Re: [xsl] How to Do Random "Shuffle"?

Subject: Re: [xsl] How to Do Random "Shuffle"?
From: "Dimitre Novatchev dnovatchev@xxxxxxxxx" <xsl-list-service@xxxxxxxxxxxxxxxxxxxxxx>
Date: Sat, 13 Sep 2014 17:01:50 -0000
On Sat, Sep 13, 2014 at 8:18 AM, Michael Kay mike@xxxxxxxxxxxx
<xsl-list-service@xxxxxxxxxxxxxxxxxxxxxx> wrote:
> The challenge is to do it efficiently, which depends on the time complexity of the remove() function.
> If remove() is O(n) (i.e. if it involves copying all the items other than the one that's removed), then the shuffle is O(n^2).

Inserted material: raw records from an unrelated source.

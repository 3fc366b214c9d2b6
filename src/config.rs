//! Environment-driven configuration
//!
//! Values come from the process environment, with `.env` loaded by
//! `dotenvy` at start-up. Only the API key is needed for live insights;
//! without it the demo provider is used.

use std::env;
use thiserror::Error;

use crate::audio::DEFAULT_VOLUME;
use crate::llm::{GEMINI_API_BASE, GEMINI_MODEL};

/// ---------------------------------------------------------------------------
/// Error Handling
/// ---------------------------------------------------------------------------

#[derive(Error, Debug, Clone, PartialEq, Eq)]
pub enum ConfigError {
  #[error("Invalid value for {key}: {value}")]
  Invalid { key: String, value: String },
}

/// ---------------------------------------------------------------------------
/// Configuration Types
/// ---------------------------------------------------------------------------

#[derive(Debug, Clone, PartialEq)]
pub struct GeminiConfig {
  pub api_key: String,
  pub model: String,
  pub api_base: String,
}

#[derive(Debug, Clone, PartialEq)]
pub struct AppConfig {
  /// `None` when no API key is set
  pub gemini: Option<GeminiConfig>,
  pub music_enabled: bool,
  pub volume: f32,
}

impl Default for AppConfig {
  fn default() -> Self {
    Self {
      gemini: None,
      music_enabled: false,
      volume: DEFAULT_VOLUME,
    }
  }
}

impl AppConfig {
  pub fn from_env() -> Result<Self, ConfigError> {
    let api_key = non_empty_var("GEMINI_API_KEY").or_else(|| non_empty_var("API_KEY"));

    let gemini = api_key.map(|api_key| GeminiConfig {
      api_key,
      model: non_empty_var("GEMINI_MODEL").unwrap_or_else(|| GEMINI_MODEL.to_string()),
      api_base: non_empty_var("GEMINI_API_BASE").unwrap_or_else(|| GEMINI_API_BASE.to_string()),
    });

    let music_enabled = match non_empty_var("MINDFUL_MUSIC") {
      Some(value) => parse_flag("MINDFUL_MUSIC", &value)?,
      None => false,
    };

    let volume = match non_empty_var("MINDFUL_VOLUME") {
      Some(value) => parse_volume(&value)?,
      None => DEFAULT_VOLUME,
    };

    Ok(Self {
      gemini,
      music_enabled,
      volume,
    })
  }
}

fn non_empty_var(key: &str) -> Option<String> {
  env::var(key).ok().filter(|v| !v.trim().is_empty())
}

fn parse_flag(key: &str, value: &str) -> Result<bool, ConfigError> {
  match value.trim().to_ascii_lowercase().as_str() {
    "1" | "true" | "on" | "yes" => Ok(true),
    "0" | "false" | "off" | "no" => Ok(false),
    _ => Err(ConfigError::Invalid {
      key: key.to_string(),
      value: value.to_string(),
    }),
  }
}

fn parse_volume(value: &str) -> Result<f32, ConfigError> {
  let invalid = || ConfigError::Invalid {
    key: "MINDFUL_VOLUME".to_string(),
    value: value.to_string(),
  };
  let volume: f32 = value.trim().parse().map_err(|_| invalid())?;
  if !(0.0..=1.0).contains(&volume) {
    return Err(invalid());
  }
  Ok(volume)
}

/// ---------------------------------------------------------------------------
/// Tests
/// ---------------------------------------------------------------------------

#[cfg(test)]
mod tests {
  use super::*;
  use serial_test::serial;

  const VARS: [&str; 6] = [
    "GEMINI_API_KEY",
    "API_KEY",
    "GEMINI_MODEL",
    "GEMINI_API_BASE",
    "MINDFUL_MUSIC",
    "MINDFUL_VOLUME",
  ];

  fn with_env<F: FnOnce()>(set: &[(&str, &str)], f: F) {
    let vars: Vec<(&str, Option<&str>)> = VARS
      .iter()
      .map(|key| {
        let value = set.iter().find(|(k, _)| k == key).map(|(_, v)| *v);
        (*key, value)
      })
      .collect();
    temp_env::with_vars(vars, f);
  }

  #[test]
  #[serial]
  fn test_defaults_without_key() {
    with_env(&[], || {
      let config = AppConfig::from_env().unwrap();
      assert_eq!(config, AppConfig::default());
    });
  }

  #[test]
  #[serial]
  fn test_gemini_key_with_defaults() {
    with_env(&[("GEMINI_API_KEY", "abc")], || {
      let gemini = AppConfig::from_env().unwrap().gemini.unwrap();
      assert_eq!(gemini.api_key, "abc");
      assert_eq!(gemini.model, GEMINI_MODEL);
      assert_eq!(gemini.api_base, GEMINI_API_BASE);
    });
  }

  #[test]
  #[serial]
  fn test_legacy_api_key_and_overrides() {
    with_env(
      &[
        ("API_KEY", "legacy"),
        ("GEMINI_MODEL", "gemini-2.0-flash"),
        ("GEMINI_API_BASE", "http://localhost:9999"),
      ],
      || {
        let gemini = AppConfig::from_env().unwrap().gemini.unwrap();
        assert_eq!(gemini.api_key, "legacy");
        assert_eq!(gemini.model, "gemini-2.0-flash");
        assert_eq!(gemini.api_base, "http://localhost:9999");
      },
    );
  }

  #[test]
  #[serial]
  fn test_blank_key_means_no_credentials() {
    with_env(&[("GEMINI_API_KEY", "   ")], || {
      assert!(AppConfig::from_env().unwrap().gemini.is_none());
    });
  }

  #[test]
  #[serial]
  fn test_music_and_volume() {
    with_env(&[("MINDFUL_MUSIC", "on"), ("MINDFUL_VOLUME", "0.8")], || {
      let config = AppConfig::from_env().unwrap();
      assert!(config.music_enabled);
      assert_eq!(config.volume, 0.8);
    });
  }

  #[test]
  #[serial]
  fn test_invalid_values_are_rejected() {
    with_env(&[("MINDFUL_MUSIC", "loud")], || {
      assert!(matches!(
        AppConfig::from_env(),
        Err(ConfigError::Invalid { key, .. }) if key == "MINDFUL_MUSIC"
      ));
    });
    with_env(&[("MINDFUL_VOLUME", "1.5")], || {
      assert!(AppConfig::from_env().is_err());
    });
  }
}
//! Session clock
//!
//! Whole-session countdown shown next to the breathing circle. The clock is
//! a plain value; the breathing driver owns the interval that ticks it.

use std::time::Duration;

pub const TICK: Duration = Duration::from_secs(1);

#[derive(Debug, Clone, Copy, PartialEq, Eq)]
pub struct SessionClock {
  remaining: Duration,
  running: bool,
}

impl SessionClock {
  pub fn new(total: Duration) -> Self {
    Self {
      remaining: total,
      running: !total.is_zero(),
    }
  }

  pub fn remaining(&self) -> Duration {
    self.remaining
  }

  pub fn is_running(&self) -> bool {
    self.running
  }

  /// Take one second off the clock. Floors at zero and stops itself there.
  /// Returns false if the clock was already stopped.
  pub fn tick(&mut self) -> bool {
    if !self.running {
      return false;
    }
    if self.remaining <= TICK {
      self.remaining = Duration::ZERO;
      self.running = false;
    } else {
      self.remaining -= TICK;
    }
    true
  }

  /// Stop immediately; later ticks are ignored.
  pub fn cancel(&mut self) {
    self.running = false;
  }

  pub fn display(&self) -> String {
    format_time(self.remaining)
  }
}

/// Render remaining time as `m:ss`, rounding partial seconds up.
///
/// 125000ms -> "2:05", 59999ms -> "1:00", 0ms -> "0:00".
pub fn format_time(remaining: Duration) -> String {
  let millis = remaining.as_millis();
  let total_seconds = millis.div_ceil(1000);
  let minutes = total_seconds / 60;
  let seconds = total_seconds % 60;
  format!("{}:{:02}", minutes, seconds)
}
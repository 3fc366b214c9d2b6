//! Events published to whatever front end is rendering the session

use serde::Serialize;
use tokio::sync::mpsc;

use crate::breathing::{ActivePattern, Completion};
use crate::models::InsightRecord;
use crate::session::SessionPhaseState;

#[derive(Debug, Clone, PartialEq, Serialize)]
#[serde(tag = "type", rename_all = "snake_case")]
pub enum SessionEvent {
  StateChanged {
    state: SessionPhaseState,
  },
  /// Ready countdown before the first breath: 3, 2, 1
  Countdown {
    remaining: u32,
  },
  Phase {
    label: &'static str,
    duration_ms: u64,
    scale: f32,
    opacity: f32,
    pattern: ActivePattern,
    pattern_name: &'static str,
    cycle: u32,
  },
  PatternChanged {
    pattern: ActivePattern,
    pattern_name: &'static str,
  },
  ClockTick {
    remaining_ms: u64,
    display: String,
  },
  BreathingComplete(Completion),
  InsightReady(InsightRecord),
}

pub type EventSender = mpsc::UnboundedSender<SessionEvent>;
pub type EventReceiver = mpsc::UnboundedReceiver<SessionEvent>;

pub fn channel() -> (EventSender, EventReceiver) {
  mpsc::unbounded_channel()
}

/// Send an event; a front end that has gone away is not an error.
pub(crate) fn emit(events: &EventSender, event: SessionEvent) {
  let _ = events.send(event);
}
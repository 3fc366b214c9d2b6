//! Test utilities and helpers for unit testing
//!
//! This module provides common test infrastructure including:
//! - Recording audio backend
//! - Scriptable insight provider
//! - Mock data factories
//! - Helper assertions

use async_trait::async_trait;
use std::sync::atomic::{AtomicUsize, Ordering};
use std::time::Duration;

use crate::audio::{AudioBackend, AudioError};
use crate::config::GeminiConfig;
use crate::events::{EventReceiver, SessionEvent};
use crate::insight::InsightProvider;
use crate::llm::{LlmError, GEMINI_MODEL};
use crate::models::{InsightRecord, MoodType};

/// ---------------------------------------------------------------------------
/// Audio
/// ---------------------------------------------------------------------------

/// Audio backend that counts calls instead of playing anything
#[derive(Debug, Default)]
pub struct RecordingBackend {
  starts: AtomicUsize,
  stops: AtomicUsize,
  fail: bool,
}

impl RecordingBackend {
  /// Backend whose every call reports a device error
  pub fn failing() -> Self {
    Self {
      fail: true,
      ..Self::default()
    }
  }

  pub fn starts(&self) -> usize {
    self.starts.load(Ordering::SeqCst)
  }

  pub fn stops(&self) -> usize {
    self.stops.load(Ordering::SeqCst)
  }

  fn result(&self) -> Result<(), AudioError> {
    if self.fail {
      return Err(AudioError::Device("no output device".to_string()));
    }
    Ok(())
  }
}

impl AudioBackend for RecordingBackend {
  fn start(&self) -> Result<(), AudioError> {
    self.starts.fetch_add(1, Ordering::SeqCst);
    self.result()
  }

  fn stop(&self) -> Result<(), AudioError> {
    self.stops.fetch_add(1, Ordering::SeqCst);
    self.result()
  }

  fn set_gain(&self, _gain: f32) -> Result<(), AudioError> {
    self.result()
  }

  fn set_master_volume(&self, _volume: f32) -> Result<(), AudioError> {
    self.result()
  }
}

/// ---------------------------------------------------------------------------
/// Insight Provider
/// ---------------------------------------------------------------------------

enum StubOutcome {
  Ok(InsightRecord),
  Err(LlmError),
  Panic,
}

/// Provider with a scripted answer and optional latency
pub struct StubProvider {
  outcome: StubOutcome,
  delay: Duration,
  calls: AtomicUsize,
  completed: AtomicUsize,
}

impl StubProvider {
  fn new(outcome: StubOutcome) -> Self {
    Self {
      outcome,
      delay: Duration::ZERO,
      calls: AtomicUsize::new(0),
      completed: AtomicUsize::new(0),
    }
  }

  pub fn ok(insight: InsightRecord) -> Self {
    Self::new(StubOutcome::Ok(insight))
  }

  pub fn failing(error: LlmError) -> Self {
    Self::new(StubOutcome::Err(error))
  }

  /// Provider whose request task panics, so joining it fails
  pub fn panicking() -> Self {
    Self::new(StubOutcome::Panic)
  }

  pub fn with_delay(mut self, delay: Duration) -> Self {
    self.delay = delay;
    self
  }

  /// Requests started
  pub fn calls(&self) -> usize {
    self.calls.load(Ordering::SeqCst)
  }

  /// Requests that ran to the end of their delay
  pub fn completed(&self) -> usize {
    self.completed.load(Ordering::SeqCst)
  }
}

#[async_trait]
impl InsightProvider for StubProvider {
  async fn request_insight(&self, _mood: MoodType) -> Result<InsightRecord, LlmError> {
    self.calls.fetch_add(1, Ordering::SeqCst);
    if !self.delay.is_zero() {
      tokio::time::sleep(self.delay).await;
    }
    self.completed.fetch_add(1, Ordering::SeqCst);

    match &self.outcome {
      StubOutcome::Ok(insight) => Ok(insight.clone()),
      StubOutcome::Err(e) => Err(e.clone()),
      StubOutcome::Panic => panic!("stub provider panicked"),
    }
  }
}

/// ---------------------------------------------------------------------------
/// Mock Data Factories
/// ---------------------------------------------------------------------------

/// Create a mock insight record for testing
pub fn mock_insight() -> InsightRecord {
  InsightRecord {
    haiku: "Morning mist rises\nThe pond holds the quiet sky\nOne breath, then the next".to_string(),
    quote: "Breath is the bridge which connects life to consciousness.".to_string(),
    author: "Thich Nhat Hanh".to_string(),
    tip: "Drop your shoulders and let the next exhale be a little longer.".to_string(),
  }
}

/// Gemini settings pointing at a local mock server
pub fn mock_gemini_config(api_base: &str) -> GeminiConfig {
  GeminiConfig {
    api_key: "test-key".to_string(),
    model: GEMINI_MODEL.to_string(),
    api_base: api_base.to_string(),
  }
}

/// A generateContent response carrying `text` as its only part
pub fn gemini_body(text: &str) -> String {
  serde_json::json!({
    "candidates": [{
      "content": {
        "role": "model",
        "parts": [{ "text": text }]
      },
      "finishReason": "STOP"
    }]
  })
  .to_string()
}

/// ---------------------------------------------------------------------------
/// Event Helpers
/// ---------------------------------------------------------------------------

/// Everything queued on the receiver right now
pub fn drain_events(rx: &mut EventReceiver) -> Vec<SessionEvent> {
  let mut events = Vec::new();
  while let Ok(event) = rx.try_recv() {
    events.push(event);
  }
  events
}

/// ---------------------------------------------------------------------------
/// Test Macros
/// ---------------------------------------------------------------------------

/// Assert two floats are approximately equal within a tolerance
#[macro_export]
macro_rules! assert_approx_eq {
  ($left:expr, $right:expr, $tolerance:expr) => {
    let diff = ($left - $right).abs();
    assert!(
      diff < $tolerance,
      "Values not approximately equal: {} vs {} (diff: {}, tolerance: {})",
      $left,
      $right,
      diff,
      $tolerance
    );
  };
}

/// ---------------------------------------------------------------------------
/// Tests for Test Utilities
/// ---------------------------------------------------------------------------

#[cfg(test)]
mod tests {
  use super::*;
  use crate::events;

  #[test]
  fn test_recording_backend_counts() {
    let backend = RecordingBackend::default();
    backend.start().unwrap();
    backend.stop().unwrap();
    backend.stop().unwrap();
    assert_eq!(backend.starts(), 1);
    assert_eq!(backend.stops(), 2);

    assert!(RecordingBackend::failing().start().is_err());
  }

  #[tokio::test]
  async fn test_stub_provider_counts_calls() {
    let provider = StubProvider::failing(LlmError::MissingApiKey);
    assert!(provider.request_insight(MoodType::Calm).await.is_err());
    assert_eq!(provider.calls(), 1);
    assert_eq!(provider.completed(), 1);
  }

  #[test]
  fn test_drain_events_empties_queue() {
    let (tx, mut rx) = events::channel();
    tx.send(SessionEvent::Countdown { remaining: 3 }).unwrap();
    tx.send(SessionEvent::Countdown { remaining: 2 }).unwrap();
    assert_eq!(drain_events(&mut rx).len(), 2);
    assert!(drain_events(&mut rx).is_empty());
  }

  #[test]
  fn test_gemini_body_shape() {
    let body: serde_json::Value = serde_json::from_str(&gemini_body("hello")).unwrap();
    assert_eq!(body["candidates"][0]["content"]["parts"][0]["text"], "hello");
  }

  #[test]
  fn test_assert_approx_eq_macro() {
    assert_approx_eq!(0.3_f32, 0.3000001_f32, 1e-5);
  }
}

There doesn't need to be any remove() operation.

The random permutation can be built as a new sequence, adding a new
item at a time. If the append() operation can be performed in constant
time (as I believe is the case with Saxon), then the total
computational complexity is O(n * O(generate-random-number)).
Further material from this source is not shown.